• Collected data:
[Start of section]

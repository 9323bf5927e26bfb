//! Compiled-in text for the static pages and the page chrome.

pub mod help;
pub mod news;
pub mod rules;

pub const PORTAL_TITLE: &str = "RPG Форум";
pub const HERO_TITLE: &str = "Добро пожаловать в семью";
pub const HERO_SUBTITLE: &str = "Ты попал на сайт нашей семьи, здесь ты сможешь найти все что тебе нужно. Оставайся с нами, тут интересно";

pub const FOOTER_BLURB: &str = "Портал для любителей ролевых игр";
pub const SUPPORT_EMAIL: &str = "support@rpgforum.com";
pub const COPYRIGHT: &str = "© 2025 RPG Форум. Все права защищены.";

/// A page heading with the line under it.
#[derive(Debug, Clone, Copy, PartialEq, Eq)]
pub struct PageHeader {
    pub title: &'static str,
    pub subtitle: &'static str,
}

[End of section]

• Instructions for the task:
Collect every line from the records above that contains the word "Форум".

• Answer for this exercise:
pub const PORTAL_TITLE: &str = "RPG Форум";
pub const COPYRIGHT: &str = "© 2025 RPG Форум. Все права защищены.";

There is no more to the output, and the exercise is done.